Financial engineers are also employed in securities and derivative products trading. They are particularly adept at developing trading strategies can involve opportunities across space, time, instruments, risk, legal jurisdictions, or tax rates. Recent innovation involving arbitrage across space include linkages between future exchanges so that trades made in U.S Markets can be offset by trades made in foreign markets. These global linkages are very exciting developments and have ushered in a new world of 24 hour trading. Numerous innovations in recent years have involved arbitrage across time. The best known example is probably program trading, but any situations in which the return from a strategy exceeds the cost of carry provides such potential and engineers continuously seek out such situations.
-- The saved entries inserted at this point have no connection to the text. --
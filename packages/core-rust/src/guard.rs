//! Composable authorization guards.
//!
//! A [`Guard`] inspects the calling [`Actor`] and the use-case input and either
//! lets the call through (`None`) or names the reason it was refused. A
//! [`GuardSet`] evaluates its guards in registration order and stops at the
//! first refusal. [`Guarded`] runs a guard set in front of a use case body.

use std::borrow::Cow;

use async_trait::async_trait;
use tracing::debug;

use crate::context::{Actor, Locale, RequestContext};
use crate::result::{AppStatus, UseCaseResult};
use crate::traits::UseCase;

// ---------------------------------------------------------------------------
// GuardFailure
// ---------------------------------------------------------------------------

/// Refusal reason produced by a guard.
///
/// `key` is a locale-independent message key resolved by the transport layer.
#[derive(Debug, Clone, PartialEq, Eq, thiserror::Error)]
#[error("guard refused access: {key}")]
pub struct GuardFailure {
    key: Cow<'static, str>,
}

impl GuardFailure {
    pub const ACTOR_MISSING: Self = Self::new("guard.actor_missing");
    pub const ROLE_DENIED: Self = Self::new("guard.role_denied");
    pub const SELF_ACCESS_DENIED: Self = Self::new("guard.self_access_denied");
    pub const RESOURCE_NOT_OWNED: Self = Self::new("guard.resource_not_owned");

    #[must_use]
    pub const fn new(key: &'static str) -> Self {
        Self {
            key: Cow::Borrowed(key),
        }
    }

    /// Failure with a key built at runtime.
    #[must_use]
    pub fn custom(key: impl Into<String>) -> Self {
        Self {
            key: Cow::Owned(key.into()),
        }
    }

    #[must_use]
    pub fn key(&self) -> &str {
        &self.key
    }
}

// ---------------------------------------------------------------------------
// Guard trait
// ---------------------------------------------------------------------------

/// Authorization predicate over an actor and an input of type `I`.
pub trait Guard<I: ?Sized>: Send + Sync {
    /// Returns `None` to allow the call, or the reason it is refused.
    fn check(&self, actor: &Actor, input: &I) -> Option<GuardFailure>;
}

impl<I: ?Sized, F> Guard<I> for F
where
    F: Fn(&Actor, &I) -> Option<GuardFailure> + Send + Sync,
{
    fn check(&self, actor: &Actor, input: &I) -> Option<GuardFailure> {
        self(actor, input)
    }
}

// ---------------------------------------------------------------------------
// Built-in guards
// ---------------------------------------------------------------------------

/// Allows actors whose role is in the allow-list.
#[derive(Debug, Clone)]
pub struct RoleGuard {
    allowed: Vec<String>,
}

impl RoleGuard {
    pub fn new<R: Into<String>>(roles: impl IntoIterator<Item = R>) -> Self {
        Self {
            allowed: roles.into_iter().map(Into::into).collect(),
        }
    }
}

impl<I: ?Sized> Guard<I> for RoleGuard {
    fn check(&self, actor: &Actor, _input: &I) -> Option<GuardFailure> {
        if self.allowed.iter().any(|role| *role == actor.role) {
            None
        } else {
            Some(GuardFailure::ROLE_DENIED)
        }
    }
}

/// Allows actors acting on their own identifier.
///
/// The input is the scalar identifier being accessed.
#[derive(Debug, Clone, Copy, Default)]
pub struct SelfAccessGuard;

impl<I: AsRef<str> + ?Sized> Guard<I> for SelfAccessGuard {
    fn check(&self, actor: &Actor, input: &I) -> Option<GuardFailure> {
        if !actor.id.is_empty() && actor.id == input.as_ref() {
            None
        } else {
            Some(GuardFailure::SELF_ACCESS_DENIED)
        }
    }
}

/// Inputs that name the user owning the resource they touch.
pub trait OwnedResource {
    /// Owner identifier, or `None` when the input carries none.
    fn user_id(&self) -> Option<&str>;
}

/// Allows actors that own the resource referenced by the input.
///
/// Fails closed: an input without an owner id is refused.
#[derive(Debug, Clone, Copy, Default)]
pub struct OwnedResourceGuard;

impl<I: OwnedResource + ?Sized> Guard<I> for OwnedResourceGuard {
    fn check(&self, actor: &Actor, input: &I) -> Option<GuardFailure> {
        match input.user_id() {
            Some(owner) if !owner.is_empty() && owner == actor.id => None,
            _ => Some(GuardFailure::RESOURCE_NOT_OWNED),
        }
    }
}

// ---------------------------------------------------------------------------
// GuardSet
// ---------------------------------------------------------------------------

/// Ordered, short-circuiting sequence of guards bound to one actor.
pub struct GuardSet<I: ?Sized> {
    actor: Option<Actor>,
    guards: Vec<Box<dyn Guard<I>>>,
}

impl<I: ?Sized> GuardSet<I> {
    /// Creates an empty set, which always passes.
    #[must_use]
    pub fn new() -> Self {
        Self {
            actor: None,
            guards: Vec::new(),
        }
    }

    /// Appends a guard. Guards run in the order they were added.
    #[must_use]
    pub fn with(mut self, guard: impl Guard<I> + 'static) -> Self {
        self.guards.push(Box::new(guard));
        self
    }

    /// Binds the actor every subsequent `validate` call checks against.
    pub fn set_actor(&mut self, actor: Actor) {
        self.actor = Some(actor);
    }

    #[must_use]
    pub fn actor(&self) -> Option<&Actor> {
        self.actor.as_ref()
    }

    #[must_use]
    pub fn len(&self) -> usize {
        self.guards.len()
    }

    #[must_use]
    pub fn is_empty(&self) -> bool {
        self.guards.is_empty()
    }

    /// Evaluates against the bound actor.
    pub fn validate(&self, input: &I) -> Option<GuardFailure> {
        self.validate_as(self.actor.as_ref(), input)
    }

    /// Evaluates against an explicit actor, leaving the bound one untouched.
    ///
    /// Returns the first refusal in registration order. A non-empty set with no
    /// actor refuses with [`GuardFailure::ACTOR_MISSING`].
    pub fn validate_as(&self, actor: Option<&Actor>, input: &I) -> Option<GuardFailure> {
        if self.guards.is_empty() {
            return None;
        }
        let Some(actor) = actor else {
            return Some(GuardFailure::ACTOR_MISSING);
        };
        self.guards.iter().find_map(|guard| guard.check(actor, input))
    }
}

impl<I: ?Sized> Default for GuardSet<I> {
    fn default() -> Self {
        Self::new()
    }
}

impl<I: ?Sized> std::fmt::Debug for GuardSet<I> {
    fn fmt(&self, f: &mut std::fmt::Formatter<'_>) -> std::fmt::Result {
        f.debug_struct("GuardSet")
            .field("actor", &self.actor)
            .field("guards", &self.guards.len())
            .finish()
    }
}

// ---------------------------------------------------------------------------
// Guarded use case
// ---------------------------------------------------------------------------

/// Use case wrapper that authorizes the request actor before running the body.
///
/// A refusal yields an [`AppStatus::Unauthorized`] result whose message is the
/// guard's key; the wrapped body is never entered.
pub struct Guarded<U: UseCase> {
    inner: U,
    guards: GuardSet<U::Input>,
}

impl<U: UseCase> Guarded<U> {
    pub fn new(inner: U, guards: GuardSet<U::Input>) -> Self {
        Self { inner, guards }
    }

    pub fn inner(&self) -> &U {
        &self.inner
    }
}

#[async_trait]
impl<U: UseCase> UseCase for Guarded<U> {
    type Input = U::Input;
    type Output = U::Output;

    fn name(&self) -> &'static str {
        self.inner.name()
    }

    fn set_locale(&mut self, locale: &Locale) {
        self.inner.set_locale(locale);
    }

    async fn execute(
        &self,
        ctx: &RequestContext,
        locale: &Locale,
        input: Self::Input,
    ) -> UseCaseResult<Self::Output> {
        if let Some(failure) = self.guards.validate_as(ctx.actor.as_ref(), &input) {
            debug!(
                use_case = self.inner.name(),
                request_id = %ctx.request_id,
                reason = failure.key(),
                "guard refused request"
            );
            return UseCaseResult::failure(AppStatus::Unauthorized, failure.key());
        }
        self.inner.execute(ctx, locale, input).await
    }
}

// ---------------------------------------------------------------------------
// Tests
// ---------------------------------------------------------------------------

#[cfg(test)]
mod tests {
    use std::sync::atomic::{AtomicU32, Ordering};
    use std::sync::Arc;

    use proptest::prelude::*;

    use super::*;

    struct Document {
        owner: Option<String>,
    }

    impl OwnedResource for Document {
        fn user_id(&self) -> Option<&str> {
            self.owner.as_deref()
        }
    }

    fn user(id: &str) -> Actor {
        Actor::new(id, "user")
    }

    #[test]
    fn empty_set_always_passes() {
        let guards: GuardSet<str> = GuardSet::new();
        assert!(guards.validate("anything").is_none());
        assert!(guards.validate_as(None, "anything").is_none());
    }

    #[test]
    fn non_empty_set_without_actor_fails_closed() {
        let guards: GuardSet<str> = GuardSet::new().with(RoleGuard::new(["admin"]));
        assert_eq!(guards.validate("x"), Some(GuardFailure::ACTOR_MISSING));
    }

    #[test]
    fn role_guard_checks_allow_list() {
        let mut guards: GuardSet<str> = GuardSet::new().with(RoleGuard::new(["admin", "staff"]));
        guards.set_actor(Actor::new("u1", "staff"));
        assert!(guards.validate("x").is_none());

        guards.set_actor(Actor::new("u1", "user"));
        assert_eq!(guards.validate("x"), Some(GuardFailure::ROLE_DENIED));
    }

    #[test]
    fn self_access_guard_compares_ids() {
        let mut guards: GuardSet<String> = GuardSet::new().with(SelfAccessGuard);
        guards.set_actor(user("u1"));

        assert!(guards.validate(&"u1".to_string()).is_none());
        assert_eq!(
            guards.validate(&"u2".to_string()),
            Some(GuardFailure::SELF_ACCESS_DENIED)
        );
    }

    #[test]
    fn self_access_guard_refuses_empty_actor_id() {
        let mut guards: GuardSet<str> = GuardSet::new().with(SelfAccessGuard);
        guards.set_actor(user(""));
        assert_eq!(guards.validate(""), Some(GuardFailure::SELF_ACCESS_DENIED));
    }

    #[test]
    fn owned_resource_guard_fails_closed_without_owner() {
        let mut guards: GuardSet<Document> = GuardSet::new().with(OwnedResourceGuard);
        guards.set_actor(user("u1"));

        let mine = Document {
            owner: Some("u1".to_string()),
        };
        let theirs = Document {
            owner: Some("u2".to_string()),
        };
        let orphan = Document { owner: None };

        assert!(guards.validate(&mine).is_none());
        assert_eq!(
            guards.validate(&theirs),
            Some(GuardFailure::RESOURCE_NOT_OWNED)
        );
        assert_eq!(
            guards.validate(&orphan),
            Some(GuardFailure::RESOURCE_NOT_OWNED)
        );
    }

    #[test]
    fn role_failure_short_circuits_before_self_access() {
        let reached = Arc::new(AtomicU32::new(0));
        let probe = {
            let reached = Arc::clone(&reached);
            move |actor: &Actor, input: &String| {
                reached.fetch_add(1, Ordering::SeqCst);
                SelfAccessGuard.check(actor, input)
            }
        };

        let mut guards: GuardSet<String> = GuardSet::new()
            .with(RoleGuard::new(["admin"]))
            .with(probe);
        guards.set_actor(user("u1"));

        let failure = guards.validate(&"u2".to_string());
        assert_eq!(failure, Some(GuardFailure::ROLE_DENIED));
        assert_eq!(reached.load(Ordering::SeqCst), 0);
    }

    #[test]
    fn closure_guards_can_build_custom_keys() {
        let mut guards: GuardSet<u32> = GuardSet::new().with(|_: &Actor, amount: &u32| {
            (*amount > 100).then(|| GuardFailure::custom("guard.amount_over_limit"))
        });
        guards.set_actor(user("u1"));

        assert!(guards.validate(&10).is_none());
        assert_eq!(
            guards.validate(&500).map(|f| f.key().to_string()),
            Some("guard.amount_over_limit".to_string())
        );
    }

    proptest! {
        #[test]
        fn validate_returns_first_failure_in_order(outcomes in proptest::collection::vec(proptest::option::of(0_u8..8), 0..12)) {
            let mut guards: GuardSet<()> = GuardSet::new();
            for outcome in outcomes.clone() {
                guards = guards.with(move |_: &Actor, _: &()| {
                    outcome.map(|code| GuardFailure::custom(format!("guard.{code}")))
                });
            }
            guards.set_actor(user("u1"));

            let expected = outcomes
                .iter()
                .find_map(|o| o.map(|code| format!("guard.{code}")));
            let actual = guards.validate(&()).map(|f| f.key().to_string());
            prop_assert_eq!(actual, expected);
        }
    }

    // -- Guarded --------------------------------------------------------------

    struct DeleteAccount {
        calls: Arc<AtomicU32>,
    }

    #[async_trait]
    impl UseCase for DeleteAccount {
        type Input = String;
        type Output = ();

        fn set_locale(&mut self, _locale: &Locale) {}

        async fn execute(
            &self,
            _ctx: &RequestContext,
            _locale: &Locale,
            _input: String,
        ) -> UseCaseResult<()> {
            self.calls.fetch_add(1, Ordering::SeqCst);
            UseCaseResult::success(AppStatus::Success, ())
        }
    }

    #[tokio::test]
    async fn guarded_refuses_before_body() {
        let calls = Arc::new(AtomicU32::new(0));
        let use_case = Guarded::new(
            DeleteAccount {
                calls: Arc::clone(&calls),
            },
            GuardSet::new().with(SelfAccessGuard),
        );

        let ctx = RequestContext::new("r1").with_actor(user("u1"));
        let result = use_case
            .execute(&ctx, &Locale::default(), "u2".to_string())
            .await;

        assert_eq!(result.status(), Some(AppStatus::Unauthorized));
        assert_eq!(
            result.error().map(|e| e.message.as_str()),
            Some("guard.self_access_denied")
        );
        assert_eq!(calls.load(Ordering::SeqCst), 0);
    }

    #[tokio::test]
    async fn guarded_runs_body_when_allowed() {
        let calls = Arc::new(AtomicU32::new(0));
        let use_case = Guarded::new(
            DeleteAccount {
                calls: Arc::clone(&calls),
            },
            GuardSet::new().with(SelfAccessGuard),
        );

        let ctx = RequestContext::new("r1").with_actor(user("u1"));
        let result = use_case
            .execute(&ctx, &Locale::default(), "u1".to_string())
            .await;

        assert!(result.is_success());
        assert_eq!(calls.load(Ordering::SeqCst), 1);
    }
}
Arbitrage across instruments explains many new developments which have given rise to “synthetic” instruments and “repackaging “of cash flows. Synthetic options zero coupon bonds, and collateralized mortgage obligation bonds (CMOs) are all examples of this kind of activity. Asymmetries in risk, asymmetries in market access, and asymmetries in tax exposure also create opportunities the asymmetries in tax exposure also create opportunities. These asymmetries explain the advent of swaps, much of the use of preferred stock, and the proliferation of special purpose partnerships.

Financial engineers have played a tremendous role in investment and money management. They have developed new investment vehicles such as “high yield “mutual funds, money market funds, sweep systems, and the repo market to mention just a few. They have also developed system for transforming high risk investment instruments into low risk investment instruments through such ingenious devices as repackaging and overcollateralization.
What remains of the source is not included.